Work instructions
Your answer is a copy of every line in the records where "that" appears.

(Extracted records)

+--

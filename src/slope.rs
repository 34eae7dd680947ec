//! Declivity between the street front of a lot and the rest of it

use serde::{Deserialize, Serialize};
use std::fmt;

use crate::error::{LotError, LotResult};
use crate::tabular::TabularRow;

/// Runs shorter than this (meters) count as zero
const MIN_RUN: f64 = 1e-9;

#[derive(Debug, Clone, Copy, PartialEq)]
pub struct SlopePoint {
    pub x: f64,
    pub y: f64,
    pub z: f64,
    pub front: bool,
}

impl From<&TabularRow> for SlopePoint {
    fn from(row: &TabularRow) -> Self {
        Self {
            x: row.x,
            y: row.y,
            z: row.z,
            front: row.front,
        }
    }
}

#[derive(Debug, Clone, Copy, PartialEq, Eq, Serialize, Deserialize)]
#[serde(rename_all = "snake_case")]
pub enum SlopeClass {
    Flat,
    Moderate,
    Steep,
    VerySteep,
}

#[derive(Debug, Clone, Copy, PartialEq, Eq, Serialize, Deserialize)]
#[serde(rename_all = "snake_case")]
pub enum SlopeDirection {
    Uphill,
    Downhill,
}

impl fmt::Display for SlopeClass {
    fn fmt(&self, f: &mut fmt::Formatter<'_>) -> fmt::Result {
        f.write_str(match self {
            SlopeClass::Flat => "Flat",
            SlopeClass::Moderate => "Moderate",
            SlopeClass::Steep => "Steep",
            SlopeClass::VerySteep => "Very Steep",
        })
    }
}

impl fmt::Display for SlopeDirection {
    fn fmt(&self, f: &mut fmt::Formatter<'_>) -> fmt::Result {
        f.write_str(match self {
            SlopeDirection::Uphill => "Uphill",
            SlopeDirection::Downhill => "Downhill",
        })
    }
}

/// Class by |slope%|: <5 flat, <12 moderate, <20 steep, otherwise very steep.
/// Direction is `None` for flat lots.
pub fn classify(slope_percent: f64) -> (SlopeClass, Option<SlopeDirection>) {
    let magnitude = slope_percent.abs();
    let class = if magnitude < 5.0 {
        SlopeClass::Flat
    } else if magnitude < 12.0 {
        SlopeClass::Moderate
    } else if magnitude < 20.0 {
        SlopeClass::Steep
    } else {
        SlopeClass::VerySteep
    };

    let direction = match class {
        SlopeClass::Flat => None,
        _ if slope_percent > 0.0 => Some(SlopeDirection::Uphill),
        _ => Some(SlopeDirection::Downhill),
    };
    (class, direction)
}

/// Slope result stored on the lot record
#[derive(Debug, Clone, PartialEq, Serialize, Deserialize)]
pub struct Declivity {
    /// Rise from the front centroid to the back centroid over the run, in percent
    pub slope_percent: f64,
    pub class: SlopeClass,
    pub direction: Option<SlopeDirection>,
    /// Human readable class, e.g. "Moderate Uphill"
    pub label: String,
    /// Horizontal distance between the two centroids, in meters
    pub run_m: f64,
    pub min_elevation: f64,
    pub max_elevation: f64,
    pub amplitude: f64,
}

fn centroid<'a>(points: impl Iterator<Item = &'a SlopePoint>) -> Option<[f64; 3]> {
    let (sum, n) = points.fold(([0.0; 3], 0usize), |(s, n), p| {
        ([s[0] + p.x, s[1] + p.y, s[2] + p.z], n + 1)
    });
    (n > 0).then(|| sum.map(|v| v / n as f64))
}

/// Declivity from the front points towards the back of the lot
pub fn declivity(points: &[SlopePoint]) -> LotResult<Declivity> {
    if points.is_empty() {
        return Err(LotError::EmptyPointCloud);
    }
    let front = centroid(points.iter().filter(|p| p.front))
        .ok_or(LotError::MissingStageInput("front points"))?;
    let back = centroid(points.iter().filter(|p| !p.front))
        .ok_or(LotError::MissingStageInput("back points"))?;

    let run = (back[0] - front[0]).hypot(back[1] - front[1]);
    let slope_percent = if run < MIN_RUN {
        0.0
    } else {
        (back[2] - front[2]) / run * 100.0
    };

    let (class, direction) = classify(slope_percent);
    let label = match direction {
        Some(d) => format!("{} {}", class, d),
        None => class.to_string(),
    };

    let min_elevation = points.iter().map(|p| p.z).fold(f64::INFINITY, f64::min);
    let max_elevation = points.iter().map(|p| p.z).fold(f64::NEG_INFINITY, f64::max);

    Ok(Declivity {
        slope_percent,
        class,
        direction,
        label,
        run_m: run,
        min_elevation,
        max_elevation,
        amplitude: max_elevation - min_elevation,
    })
}
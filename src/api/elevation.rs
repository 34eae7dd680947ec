use anyhow::Result;
use serde::{Deserialize, Serialize};

use super::cache::{ElevationCache, QuantizedKey};
use super::retry::{RetryPolicy, ensure_len, fetch_json, http_client};
use crate::config::ServiceConfig;

/// Locations sent per lookup request
const BATCH_SIZE: usize = 100;

/// Terrain height lookup for (lat, lon) points
pub trait ElevationService: Send + Sync {
    /// One entry per input point; `None` where the service has no value
    fn elevations(&self, points: &[(f64, f64)]) -> Result<Vec<Option<f64>>>;
}

#[derive(Debug, Serialize)]
struct LookupRequest {
    locations: Vec<Location>,
}

#[derive(Debug, Serialize)]
struct Location {
    latitude: f64,
    longitude: f64,
}

#[derive(Debug, Deserialize)]
struct LookupResponse {
    results: Vec<LookupResult>,
}

#[derive(Debug, Deserialize)]
struct LookupResult {
    #[serde(default)]
    elevation: Option<f64>,
}

/// Client for Open-Elevation compatible `POST /lookup` endpoints
pub struct OpenElevation {
    client: reqwest::blocking::Client,
    url: String,
    retry: RetryPolicy,
}

impl OpenElevation {
    pub fn new(config: &ServiceConfig) -> Result<Self> {
        Ok(Self {
            client: http_client(config.timeout())?,
            url: config.url.clone(),
            retry: config.retry_policy(),
        })
    }
}

impl ElevationService for OpenElevation {
    fn elevations(&self, points: &[(f64, f64)]) -> Result<Vec<Option<f64>>> {
        let mut out = Vec::with_capacity(points.len());

        for chunk in points.chunks(BATCH_SIZE) {
            let body = LookupRequest {
                locations: chunk
                    .iter()
                    .map(|&(latitude, longitude)| Location {
                        latitude,
                        longitude,
                    })
                    .collect(),
            };

            let response: LookupResponse = fetch_json(&self.retry, "elevation", || {
                self.client.post(&self.url).json(&body)
            })?;
            ensure_len(response.results.len(), chunk.len(), "elevation")?;

            out.extend(response.results.into_iter().map(|r| r.elevation));
        }

        Ok(out)
    }
}

/// Elevation lookups that consult a cache first and only query misses
pub struct CachedElevation<S, C> {
    service: S,
    cache: C,
}

impl<S: ElevationService, C: ElevationCache> CachedElevation<S, C> {
    pub fn new(service: S, cache: C) -> Self {
        Self { service, cache }
    }

    pub fn cache(&self) -> &C {
        &self.cache
    }
}

impl<S: ElevationService, C: ElevationCache> ElevationService for CachedElevation<S, C> {
    fn elevations(&self, points: &[(f64, f64)]) -> Result<Vec<Option<f64>>> {
        let keys: Vec<QuantizedKey> = points
            .iter()
            .map(|&(lat, lon)| QuantizedKey::new(lat, lon))
            .collect();

        let mut out: Vec<Option<f64>> = keys.iter().map(|k| self.cache.get(k)).collect();
        let misses: Vec<usize> = (0..points.len()).filter(|&i| out[i].is_none()).collect();

        if misses.is_empty() {
            return Ok(out);
        }
        tracing::debug!(
            hits = points.len() - misses.len(),
            misses = misses.len(),
            "Elevation cache lookup"
        );

        let query: Vec<(f64, f64)> = misses.iter().map(|&i| points[i]).collect();
        let fetched = self.service.elevations(&query)?;
        ensure_len(fetched.len(), query.len(), "elevation")?;

        for (&i, value) in misses.iter().zip(fetched) {
            if let Some(z) = value {
                self.cache.put(keys[i], z);
            }
            out[i] = value;
        }

        Ok(out)
    }
}
//! 2D Delaunay triangulation of terrain points
//!
//! The triangulation itself is done by `geo`'s spade backend; this module only
//! cleans the input and maps the resulting triangles back to point indices.

use geo::{Coord, LineString, TriangulateSpade};
use std::collections::HashMap;

/// Points closer than this are treated as duplicates and left out
const DUPLICATE_EPS: f64 = 1e-9;

/// Bit pattern of a coordinate with -0.0 folded into 0.0
fn key(x: f64, y: f64) -> (u64, u64) {
    ((x + 0.0).to_bits(), (y + 0.0).to_bits())
}

fn orient(a: (f64, f64), b: (f64, f64), c: (f64, f64)) -> f64 {
    (b.0 - a.0) * (c.1 - a.1) - (b.1 - a.1) * (c.0 - a.0)
}

/// Delaunay triangulation of `points`, as counter-clockwise index triples
///
/// Duplicates keep their first index. Returns an empty list when fewer than
/// three distinct, non-collinear points are given or any coordinate is not finite.
pub fn delaunay(points: &[(f64, f64)]) -> Vec<[usize; 3]> {
    if points.len() < 3 || points.iter().any(|p| !p.0.is_finite() || !p.1.is_finite()) {
        return Vec::new();
    }

    let mut kept: Vec<usize> = Vec::with_capacity(points.len());
    for (i, &p) in points.iter().enumerate() {
        let duplicate = kept.iter().any(|&j| {
            (points[j].0 - p.0).abs() < DUPLICATE_EPS && (points[j].1 - p.1).abs() < DUPLICATE_EPS
        });
        if !duplicate {
            kept.push(i);
        }
    }
    if kept.len() < 3 {
        return Vec::new();
    }

    let index: HashMap<(u64, u64), usize> = kept
        .iter()
        .map(|&i| (key(points[i].0, points[i].1), i))
        .collect();
    let cloud: LineString<f64> = kept
        .iter()
        .map(|&i| Coord {
            x: points[i].0,
            y: points[i].1,
        })
        .collect();

    let triangles = match cloud.unconstrained_triangulation() {
        Ok(triangles) => triangles,
        Err(e) => {
            tracing::warn!(error = %e, points = kept.len(), "Triangulation failed");
            return Vec::new();
        }
    };

    triangles
        .iter()
        .filter_map(|tri| {
            let [a, b, c] = tri.to_array().map(|v| index.get(&key(v.x, v.y)).copied());
            let (a, b, c) = (a?, b?, c?);
            let area = orient(points[a], points[b], points[c]);
            if area > 0.0 {
                Some([a, b, c])
            } else if area < 0.0 {
                Some([a, c, b])
            } else {
                None
            }
        })
        .collect()
}
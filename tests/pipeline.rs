use anyhow::{Result, bail};
use std::io::Cursor;
use std::path::Path;
use std::sync::Arc;
use std::sync::atomic::{AtomicUsize, Ordering};
use std::time::Duration;
use tempfile::{TempDir, tempdir};

use lot3d::api::{ElevationService, RetryPolicy, RoadSnapper, SnappedPoint};
use lot3d::domain::{Detection, Stage};
use lot3d::geometry::ImageFrame;
use lot3d::mesh::{ExportReport, MeshExporter, StlExporter, VolumetricMesh};
use lot3d::pipeline::{Collaborators, LotOutcome, Pipeline, PipelineParams};
use lot3d::slope::SlopeDirection;
use lot3d::store::{DocumentStore, MemoryObjectStore, MemoryStore, ObjectStore};
use lot3d::tabular;

const CENTER: (f64, f64) = (-23.5505, -46.6333);

/// Terrain that rises towards the south
struct Ramp;

impl ElevationService for Ramp {
    fn elevations(&self, points: &[(f64, f64)]) -> Result<Vec<Option<f64>>> {
        Ok(points
            .iter()
            .map(|&(lat, _)| Some(100.0 + (CENTER.0 - lat) * 10_000.0))
            .collect())
    }
}

/// A street running east-west just north of the lot
struct NorthStreet;

impl RoadSnapper for NorthStreet {
    fn snap(&self, point: (f64, f64)) -> Result<SnappedPoint> {
        Ok(SnappedPoint {
            location: (CENTER.0 + 0.0005, point.1),
            street: "Rua Augusta".to_string(),
            distance_m: None,
        })
    }
}

struct Offline;

impl RoadSnapper for Offline {
    fn snap(&self, _point: (f64, f64)) -> Result<SnappedPoint> {
        bail!("routing service unavailable")
    }
}

struct Harness {
    store: Arc<MemoryStore>,
    objects: Arc<MemoryObjectStore>,
    _work: TempDir,
    params: PipelineParams,
}

impl Harness {
    fn new() -> Self {
        let work = tempdir().unwrap();
        let mut params = PipelineParams::default();
        params.work_dir = work.path().to_path_buf();
        params.terrain.min_output_bytes = 100;
        params.storage_retry = RetryPolicy::new(2, Duration::ZERO);
        params.export_retry = RetryPolicy::new(1, Duration::ZERO);
        Self {
            store: Arc::new(MemoryStore::new()),
            objects: Arc::new(MemoryObjectStore::new()),
            _work: work,
            params,
        }
    }

    fn collaborators(&self, snapper: Arc<dyn RoadSnapper>) -> Collaborators {
        Collaborators {
            store: self.store.clone(),
            objects: self.objects.clone(),
            elevation: Arc::new(Ramp),
            snapper,
            geocoder: None,
            exporter: Arc::new(StlExporter::new(self.params.terrain.min_output_bytes)),
        }
    }

    fn pipeline(&self, snapper: Arc<dyn RoadSnapper>) -> Pipeline {
        Pipeline::new(self.collaborators(snapper), self.params.clone())
    }
}

/// Object store whose first write of each point file fails like an overloaded backend
struct FlakyObjects {
    inner: Arc<MemoryObjectStore>,
    csv_puts: AtomicUsize,
}

impl ObjectStore for FlakyObjects {
    fn put(&self, path: &str, bytes: &[u8]) -> Result<String> {
        if path.ends_with("points.csv") && self.csv_puts.fetch_add(1, Ordering::SeqCst) == 0 {
            bail!("503 transient");
        }
        self.inner.put(path, bytes)
    }

    fn get(&self, path: &str) -> Result<Vec<u8>> {
        self.inner.get(path)
    }

    fn url(&self, path: &str) -> String {
        self.inner.url(path)
    }
}

/// Exporter that fails its first call
struct FlakyExporter {
    inner: StlExporter,
    calls: AtomicUsize,
}

impl MeshExporter for FlakyExporter {
    fn extension(&self) -> &str {
        self.inner.extension()
    }

    fn export(&self, mesh: &VolumetricMesh, output: &Path) -> Result<ExportReport> {
        if self.calls.fetch_add(1, Ordering::SeqCst) == 0 {
            bail!("exporter crashed");
        }
        self.inner.export(mesh, output)
    }
}

fn png() -> Vec<u8> {
    let image = image::RgbImage::from_fn(256, 256, |x, y| {
        if y < 128 {
            image::Rgb([200, (x % 256) as u8, 40])
        } else {
            image::Rgb([30, 160, 60])
        }
    });
    let mut bytes = Vec::new();
    image
        .write_to(&mut Cursor::new(&mut bytes), image::ImageFormat::Png)
        .unwrap();
    bytes
}

fn detection(confidence: f64) -> Detection {
    Detection {
        polygon: vec![(0.3, 0.3), (0.7, 0.3), (0.7, 0.7), (0.3, 0.7)],
        confidence,
        class_id: 0,
    }
}

fn ingest(pipeline: &Pipeline, id: &str, confidence: f64) {
    let frame = ImageFrame::new(CENTER, 19, 1.0, 256, 256);
    pipeline
        .ingest(id, frame, detection(confidence), Some(("png", &png())))
        .unwrap();
}

#[test]
fn test_full_run_reaches_slope() {
    let h = Harness::new();
    let pipeline = h.pipeline(Arc::new(NorthStreet));
    ingest(&pipeline, "lot-1", 0.9);

    let outcome = pipeline.process("lot-1", None).unwrap();
    assert_eq!(
        outcome,
        LotOutcome::Completed {
            from: Some(Stage::Detected)
        }
    );

    let record = h.store.get("lot-1").unwrap().unwrap();
    assert_eq!(record.stage(), Some(Stage::SlopeClassified));
    assert!(record.is_consistent());
    assert!(record.failure.is_none());

    let area = record.area.as_ref().unwrap();
    assert!(area.geodesic_area_m2 > 0.0);
    assert_eq!(record.colors.as_ref().unwrap().len(), area.boundary.len());

    let frontage = record.frontage.as_ref().unwrap();
    assert_eq!(frontage.front.len(), 2);
    assert_eq!(frontage.streets, vec!["Rua Augusta".to_string()]);
    // The front is the northern edge
    let south = area.boundary.iter().map(|p| p.0).fold(f64::INFINITY, f64::min);
    for &i in &frontage.front {
        assert!(area.boundary[i].0 > south + 1e-6);
    }

    let csv = record.csv.as_ref().unwrap();
    assert_eq!(csv.path, "lots/lot-1/points.csv");
    let text = String::from_utf8(h.objects.get(&csv.path).unwrap()).unwrap();
    let rows = tabular::parse(&text).unwrap();
    let lot_rows = rows.iter().filter(|r| !r.road).count();
    assert_eq!(lot_rows, area.boundary.len());
    assert_eq!(rows.iter().filter(|r| r.front).count(), 2);
    assert!(rows.iter().any(|r| r.road && r.color == tabular::ROAD_COLOR));
    assert!(rows.iter().all(|r| r.zone_number == 23 && r.zone_letter == 'K'));

    let mesh = record.mesh.as_ref().unwrap();
    assert_eq!(mesh.path, "lots/lot-1/terrain.stl");
    assert!(mesh.bytes >= 100);
    assert!(h.objects.contains(&mesh.path));

    let slope = record.slope.as_ref().unwrap();
    assert!(slope.slope_percent > 0.0);
    assert_eq!(slope.direction, Some(SlopeDirection::Uphill));
    assert!(slope.amplitude > 0.0);
}

#[test]
fn test_rerun_does_nothing() {
    let h = Harness::new();
    let pipeline = h.pipeline(Arc::new(NorthStreet));
    ingest(&pipeline, "lot-1", 0.9);

    pipeline.process("lot-1", None).unwrap();
    let before = h.store.get("lot-1").unwrap().unwrap();
    let outcome = pipeline.process("lot-1", None).unwrap();
    assert_eq!(
        outcome,
        LotOutcome::Unchanged {
            stage: Some(Stage::SlopeClassified)
        }
    );
    assert_eq!(h.store.get("lot-1").unwrap().unwrap(), before);
    assert!(pipeline.pending().unwrap().is_empty());
}

#[test]
fn test_low_confidence_is_skipped() {
    let h = Harness::new();
    let pipeline = h.pipeline(Arc::new(NorthStreet));
    ingest(&pipeline, "faint", 0.2);

    let outcome = pipeline.process("faint", None).unwrap();
    assert_eq!(outcome, LotOutcome::Skipped { confidence: 0.2 });
    assert_eq!(
        h.store.get("faint").unwrap().unwrap().stage(),
        Some(Stage::Detected)
    );
}

#[test]
fn test_failure_is_recorded_and_resumed() {
    let h = Harness::new();
    let offline = h.pipeline(Arc::new(Offline));
    ingest(&offline, "lot-2", 0.9);

    let outcome = offline.process("lot-2", None).unwrap();
    let LotOutcome::Failed { stage, message } = outcome else {
        panic!("expected failure, got {:?}", outcome);
    };
    assert_eq!(stage, Stage::FrontageResolved);
    assert!(message.contains("no probe point"));

    let record = h.store.get("lot-2").unwrap().unwrap();
    assert_eq!(record.stage(), Some(Stage::CardinalPointsAdded));
    assert!(record.probes.is_some());
    assert!(record.frontage.is_none());
    assert_eq!(record.failure.as_ref().unwrap().stage, Stage::FrontageResolved);

    let online = h.pipeline(Arc::new(NorthStreet));
    let outcome = online.process("lot-2", None).unwrap();
    assert_eq!(
        outcome,
        LotOutcome::Completed {
            from: Some(Stage::CardinalPointsAdded)
        }
    );
    let record = h.store.get("lot-2").unwrap().unwrap();
    assert!(record.failure.is_none());
    assert_eq!(record.stage(), Some(Stage::SlopeClassified));
}

#[test]
fn test_until_stops_early() {
    let h = Harness::new();
    let pipeline = h.pipeline(Arc::new(NorthStreet));
    ingest(&pipeline, "lot-3", 0.9);

    let outcome = pipeline.process("lot-3", Some(Stage::Elevated)).unwrap();
    assert_eq!(
        outcome,
        LotOutcome::Advanced {
            from: Some(Stage::Detected),
            to: Stage::Elevated
        }
    );
    let record = h.store.get("lot-3").unwrap().unwrap();
    assert_eq!(record.stage(), Some(Stage::Elevated));
    assert!(record.metric.is_none());

    assert_eq!(
        pipeline.process("lot-3", Some(Stage::AreaComputed)).unwrap(),
        LotOutcome::Unchanged {
            stage: Some(Stage::Elevated)
        }
    );

    let status = pipeline.status().unwrap();
    assert_eq!(status[&Stage::Elevated], 1);
    assert_eq!(status[&Stage::Detected], 0);
}

#[test]
fn test_batch_report() {
    let h = Harness::new();
    let pipeline = h.pipeline(Arc::new(NorthStreet));
    ingest(&pipeline, "done", 0.9);
    ingest(&pipeline, "fresh", 0.9);
    ingest(&pipeline, "faint", 0.1);
    pipeline.process("done", None).unwrap();

    let ids: Vec<String> = ["done", "fresh", "faint", "missing"]
        .iter()
        .map(|s| s.to_string())
        .collect();
    let seen = std::sync::Mutex::new(Vec::new());
    let report = pipeline
        .run_batch(&ids, 3, None, &|id: &str, _: &LotOutcome| {
            seen.lock().unwrap().push(id.to_string());
        })
        .unwrap();

    assert_eq!(report.completed, 1);
    assert_eq!(report.unchanged, 1);
    assert_eq!(report.skipped, 1);
    assert_eq!(report.failed, 1);
    assert_eq!(report.total(), 4);
    assert_eq!(report.failures[0].0, "missing");
    assert_eq!(seen.lock().unwrap().len(), 4);
}

#[test]
fn test_transient_storage_failure_is_retried() {
    let h = Harness::new();
    let flaky = Arc::new(FlakyObjects {
        inner: h.objects.clone(),
        csv_puts: AtomicUsize::new(0),
    });
    let mut collab = h.collaborators(Arc::new(NorthStreet));
    collab.objects = flaky.clone();
    let pipeline = Pipeline::new(collab, h.params.clone());
    ingest(&pipeline, "lot-4", 0.9);

    let outcome = pipeline.process("lot-4", None).unwrap();
    assert_eq!(
        outcome,
        LotOutcome::Completed {
            from: Some(Stage::Detected)
        }
    );
    assert_eq!(flaky.csv_puts.load(Ordering::SeqCst), 2);
    assert!(h.objects.contains("lots/lot-4/points.csv"));
}

#[test]
fn test_transient_export_failure_is_retried() {
    let h = Harness::new();
    let exporter = Arc::new(FlakyExporter {
        inner: StlExporter::new(h.params.terrain.min_output_bytes),
        calls: AtomicUsize::new(0),
    });
    let mut collab = h.collaborators(Arc::new(NorthStreet));
    collab.exporter = exporter.clone();
    let pipeline = Pipeline::new(collab, h.params.clone());
    ingest(&pipeline, "lot-5", 0.9);

    let outcome = pipeline.process("lot-5", None).unwrap();
    assert!(matches!(outcome, LotOutcome::Completed { .. }));
    assert_eq!(exporter.calls.load(Ordering::SeqCst), 2);
    assert!(h.objects.contains("lots/lot-5/terrain.stl"));
}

+--

Output of the task
/// Elevation lookups that consult a cache first and only query misses
/// Terrain that rises towards the south
/// Exporter that fails its first call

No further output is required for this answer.